2 Responses to “About Alabama Unionists”

  1. Glenda Patton Says:

    The more I dig into my family tree, the more Southern Unionists I find. My ggg grandfather, William Holland Wright, b. 1812 in Tennessee, lived in Dekalb County in NE Alabama.

    Too old to serve in either army, he was strongly opposed to secession. To avoid calling attention to himself, he followed the suggestion of other Unionists in the county and stayed close to home during the war. Even so, he was regularly threatened by a Captain Freeman of the local home guard.

    William’s story is chillingly outlined in his Southern Claims Commission papers, available on footnote.com. “There was times when (there were) thirty or forty of them over me snapping their pistols and guns on me, cursing and abusing me.

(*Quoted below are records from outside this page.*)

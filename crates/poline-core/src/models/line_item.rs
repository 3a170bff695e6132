//! Line item data models and spreadsheet row rendering.

use std::fmt;

use chrono::NaiveDate;
use rust_decimal::Decimal;
use serde::{Deserialize, Serialize};

use crate::invoice::rules::amounts::format_currency;

/// Extraction strategy that produced a value, in cascade order.
#[derive(Debug, Clone, Copy, PartialEq, Eq, PartialOrd, Ord, Hash, Serialize, Deserialize)]
#[serde(rename_all = "snake_case")]
pub enum SourceTier {
    /// Column position in a table row.
    Tabular,
    /// Explicit textual pattern near the code.
    Pattern,
    /// First plausible value in a wide window around the code.
    Contextual,
}

impl SourceTier {
    pub fn name(&self) -> &'static str {
        match self {
            SourceTier::Tabular => "tabular",
            SourceTier::Pattern => "pattern",
            SourceTier::Contextual => "contextual",
        }
    }

    /// The next, more permissive tier.
    pub fn next(&self) -> Option<SourceTier> {
        match self {
            SourceTier::Tabular => Some(SourceTier::Pattern),
            SourceTier::Pattern => Some(SourceTier::Contextual),
            SourceTier::Contextual => None,
        }
    }
}

impl fmt::Display for SourceTier {
    fn fmt(&self, f: &mut fmt::Formatter<'_>) -> fmt::Result {
        f.write_str(self.name())
    }
}

/// Non-fatal observation attached to an accepted line item.
#[derive(Debug, Clone, PartialEq, Eq, Serialize, Deserialize)]
#[serde(tag = "kind", rename_all = "snake_case")]
pub enum ValidationFlag {
    /// Quantity exceeds the family ceiling.
    AboveFamilyCeiling { ceiling: u32 },
    /// Quantity is not a multiple of the family case pack.
    NotCasePackMultiple { case_pack: u32 },
    /// Quantity exceeds the usual range for the family.
    AboveTypicalRange { typical_max: u32 },
    /// Placeholder-valued price accepted because of discount context.
    DiscountedPlaceholderPrice,
}

/// One validated invoice row.
#[derive(Debug, Clone, PartialEq, Eq, Serialize, Deserialize)]
pub struct LineItem {
    /// Vendor product code; unique within a document.
    pub product_code: String,

    /// 12-digit UPC when present.
    #[serde(skip_serializing_if = "Option::is_none")]
    pub upc: Option<String>,

    /// `"<code> - UPC: <upc> - <text>"`, always containing the code.
    pub description: String,

    /// Wholesale unit price, two fractional digits.
    pub unit_price: Decimal,

    /// Resolved real-world quantity.
    pub quantity: u32,

    /// Weakest tier that contributed the price or the quantity.
    pub source_tier: SourceTier,

    /// Diagnostics only.
    #[serde(default, skip_serializing_if = "Vec::is_empty")]
    pub flags: Vec<ValidationFlag>,
}

impl LineItem {
    /// The (price, quantity) pair used by placeholder detection.
    pub fn pair(&self) -> (Decimal, u32) {
        (self.unit_price.normalize(), self.quantity)
    }

    /// Render the spreadsheet row for this item.
    pub fn to_row(&self, header: &SheetHeader) -> SheetRow {
        SheetRow {
            order_date: header
                .order_date
                .map(|d| d.format("%m/%d/%Y").to_string())
                .unwrap_or_default(),
            vendor_name: header.vendor_name.clone(),
            invoice_number: header.invoice_number.clone(),
            description: self.description.clone(),
            unit_price: format_currency(self.unit_price),
            quantity: self.quantity.to_string(),
        }
    }
}

/// Document-level fields supplied alongside the line items.
#[derive(Debug, Clone, Default, PartialEq, Eq, Serialize, Deserialize)]
pub struct SheetHeader {
    #[serde(skip_serializing_if = "Option::is_none")]
    pub order_date: Option<NaiveDate>,
    pub vendor_name: String,
    pub invoice_number: String,
}

/// Six-field row consumed by the spreadsheet writer.
#[derive(Debug, Clone, PartialEq, Eq, Serialize, Deserialize)]
pub struct SheetRow {
    pub order_date: String,
    pub vendor_name: String,
    pub invoice_number: String,
    pub description: String,
    pub unit_price: String,
    pub quantity: String,
}

impl SheetRow {
    /// Column titles in field order.
    pub const HEADERS: [&'static str; 6] = [
        "Order Date",
        "Vendor",
        "Invoice Number",
        "Description",
        "Unit Price",
        "Quantity",
    ];

    pub fn fields(&self) -> [&str; 6] {
        [
            self.order_date.as_str(),
            self.vendor_name.as_str(),
            self.invoice_number.as_str(),
            self.description.as_str(),
            self.unit_price.as_str(),
            self.quantity.as_str(),
        ]
    }
}

/// Rows for every item, in order.
pub fn sheet_rows(items: &[LineItem], header: &SheetHeader) -> Vec<SheetRow> {
    items.iter().map(|item| item.to_row(header)).collect()
}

They kept me in fear of them all the time for they would come like a passel of wild men and I did not know at no time but that they would come and kill me. ….”

    Not to be defeated, William persuaded his son, a Confederate in an Arkansas regiment (using $60 in gold as incentive) to join the Union army when it passed through on the way to Chickamauga. William became known as far away as NW Georgia that his home was a safe haven for deserting Confederates and Union soldiers separated from their units or escaping from Confederate custody. William’s wife stated, “(Mr. Wright) fed and directed other deserters from the Rebel army how to get through to the Union lines and we furnished rations to five Federal prisoners who had escaped from the Rebels. They came in one morning and we gave them rations and showed them which way to go to keep out of the way of the Rebels. They had not had anything to eat in two days and nights. They said they were directed to us J.R. Dorsey, a Union man who lives over towards Alpine, Georgia and they said a number of black men had directed them to our house as persons they could trust. This county was occupied by the Rebels then. That was in the summer of 1864…..”

    William personally walked with some of these men cross Sand Mountain (including a dangerous no man’s land called the ‘dead line”) to Union lines. Even so, the Yankee army, (out of necessity, as they were living off the land) wiped him out twice, taking his hogs, cattle, horses, wagons, and the contents of his smokehouse. After the war, William is said to have suffered from some type of mental illness, understandable in view of what he had lost. (above quotes from http://www.footnote.com, Southern Claims Commission papers)

    • Excellent comment, Glenda. Thanks for sharing this info! The Loyalist Claims are a true treasure trove! Not only that, but they reveal a great deal more than “traditional” Southern history has “taught” us.